Мешки с морковью стояли буквально повсюду, но это еще полбеды. А беда в том, что у Петра Ивановича имелась идея, что жмых, остававшийся после переработки ценного корнеплода, является основным ингредиентом морковного пирога. Семейный рецепт этого вкусного и полезного блюда чудом сохранился у него со старых времен. Поэтому, жмых никогда не выбрасывался, а складывался в специальные мешки. Число этих мешков, по понятным причинам, увеличивалось с каждым днем, они со временем просто завоевали большую часть пространства, незанятого тяжелой металлической техникой. Надо сказать, что мечта о морковном пироге у Петра Ивановича, путь к нему, всегда чем-то напоминали автору «В ожидании Годо» Сэмюэля Беккета. Некая недостижимая, но кажущаяся вполне реальной субстанция, отказ от причинных вопросов и ответственности, впрочем, мы сейчас, кажется, можем уйти куда-то далеко.
Не будем, кстати, забывать, что морковный жмых в мешках вовсе не молодел, а, скажем прямо, наоборот, превращался в какую-то жуткую массу. С годами мешки было страшно открывать, впрочем, никто это делать и не собирался. Когда, в конце концов, наших людей волновали трудности?
Другой ценный продукт, заготовляемый рачительным товарищем Козловым, была яичная скорлупа. За давностью лет, автор уже и не припоминает с какой целью хранились мешки с яичной скорлупой, как конкретно Петр Иванович намеревался использовать этот ценный источник кальция, но мешков было много, очень много, и запах они издавали катастрофический.
Еще ветеран никогда не расставался ни с какими печатными изданиями, - горы газет, журналов, каких-то старых подписок занимали отдельные, неосмотрительно оставшиеся свободными щели между металлоконструкциями.
Я, пожалуй, воздержусь от освещения вопроса о домашних насекомых и, так сказать, грызунах, бороться с которыми в условиях ожидания начала приготовления морковного пирога, просто не имело смысла, поберегу нервы прекрасной половины моих дорогих читателей.
В общем, подытоживая, обстановка на Дмитрия Ульянова, у Петра Ивановича Козлова, была непростая, ситуация там развивалась от плохого сценария к худшему, становясь, как говорят реаниматологи, критической.
Гаражный кооператив, в котором оказался заживо похоронен автомобиль «Москвич-408», принадлежащий Петру Ивановичу Козлову, являлся вожделенным местом всех жителей окрестных улиц - Дмитрия Ульянова, Вавилова, 50-летия, Ленинского проспекта и других чудесных академических троп.
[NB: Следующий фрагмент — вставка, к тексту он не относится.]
//! Expression scoring from blendshape activations.

use crate::config::ExpressionConfig;
use crate::ring::RingHistory;
use crate::types::{clamp01, BlendshapeFeatures, ExpressionState, ExpressionVerdict};

pub struct ExpressionScorer {
    config: ExpressionConfig,
    history: RingHistory<ExpressionVerdict>,
    intensity: Option<f64>,
    last_primary: Option<ExpressionState>,
}

impl ExpressionScorer {
    pub fn new(config: ExpressionConfig) -> Self {
        let history_size = config.history_size;
        Self {
            config,
            history: RingHistory::new(history_size),
            intensity: None,
            last_primary: None,
        }
    }

    /// Scores one frame. `None` means the detector produced no blendshapes.
    pub fn score(&mut self, blendshapes: Option<&BlendshapeFeatures>) -> ExpressionVerdict {
        let verdict = match blendshapes {
            Some(features) => self.evaluate(features),
            None => ExpressionVerdict::unknown(),
        };
        self.history.push(verdict);
        verdict
    }

    fn evaluate(&mut self, features: &BlendshapeFeatures) -> ExpressionVerdict {
        let mut ranked = [(ExpressionState::Neutral, 0.0); 7];
        let mut len = 0;
        for (state, scorer) in self.config.scorers() {
            let score = scorer.score(features);
            if score > scorer.threshold {
                ranked[len] = (state, score);
                len += 1;
            }
        }
        let candidates = &mut ranked[..len];
        candidates.sort_by(|a, b| b.1.total_cmp(&a.1));

        let (primary, confidence, secondary, intensity) = match candidates.first() {
            None => {
                self.intensity = Some(self.config.neutral_intensity);
                (
                    ExpressionState::Neutral,
                    self.config.neutral_confidence,
                    None,
                    self.config.neutral_intensity,
                )
            }
            Some(&(state, score)) => {
                let primary = if state == ExpressionState::Smiling && score > self.config.laugh_threshold {
                    ExpressionState::Laughing
                } else {
                    state
                };
                let secondary = candidates
                    .get(1)
                    .filter(|(_, s)| *s > self.config.secondary_threshold)
                    .map(|(state, _)| *state);
                let intensity = self.filter_intensity(clamp01(score).powi(2));
                (primary, clamp01(score), secondary, intensity)
            }
        };

        let confidence = match self.last_primary {
            Some(previous) if previous != primary => confidence * self.config.switch_damping,
            _ => confidence,
        };
        self.last_primary = Some(primary);

        ExpressionVerdict {
            primary,
            confidence: clamp01(confidence),
            secondary,
            intensity: clamp01(intensity),
        }
    }

    fn filter_intensity(&mut self, raw: f64) -> f64 {
        let persistence = self.config.intensity_persistence;
        let next = match self.intensity {
            Some(previous) => persistence * previous + (1.0 - persistence) * raw,
            None => raw,
        };
        self.intensity = Some(next);
        next
    }

    /// Recent verdicts, oldest first.
    pub fn recent(&self) -> Vec<ExpressionVerdict> {
        self.history.snapshot()
    }

    /// Most frequent primary state in the history; ties go to the most recent.
    pub fn dominant(&self) -> Option<ExpressionState> {
        let mut best: Option<(ExpressionState, usize)> = None;
        for verdict in self.history.iter().rev() {
            let count = self
                .history
                .iter()
                .filter(|v| v.primary == verdict.primary)
                .count();
            if best.map_or(true, |(_, c)| count > c) {
                best = Some((verdict.primary, count));
            }
        }
        best.map(|(state, _)| state)
    }

    pub fn reset(&mut self) {
        self.history.clear();
        self.intensity = None;
        self.last_primary = None;
    }
}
Социальный состав счастливых обладателей маленьких кирпичных таунхаусов отличался большим разнообразием, и, кстати, выглядел не так уж академично.
Помимо УВОВ И ИВОВ (участники Великой Отечественной войны и инвалиды Великой Отечественной войны), в кооперативе присутствовали, как академики Академии наук, так и рабочие с завода Орджоникидзе, продавцы комиссионок, директор магазина «Сыры», в общем, чего там, разные имелись автовладельцы.
Гаражный кооператив был, не поверите, - отапливаемый и электрифицированный. Ну, это, конечно, не означает, что в гаражах зимой было 20 градусов, но какая-то положительная температура, типа, плюс несколько градусов худо-бедно поддерживалась.
Как я упоминал, в гаражах хранили инструмент, сельскохозяйственную продукцию и, конечно, бесценные транспортные средства.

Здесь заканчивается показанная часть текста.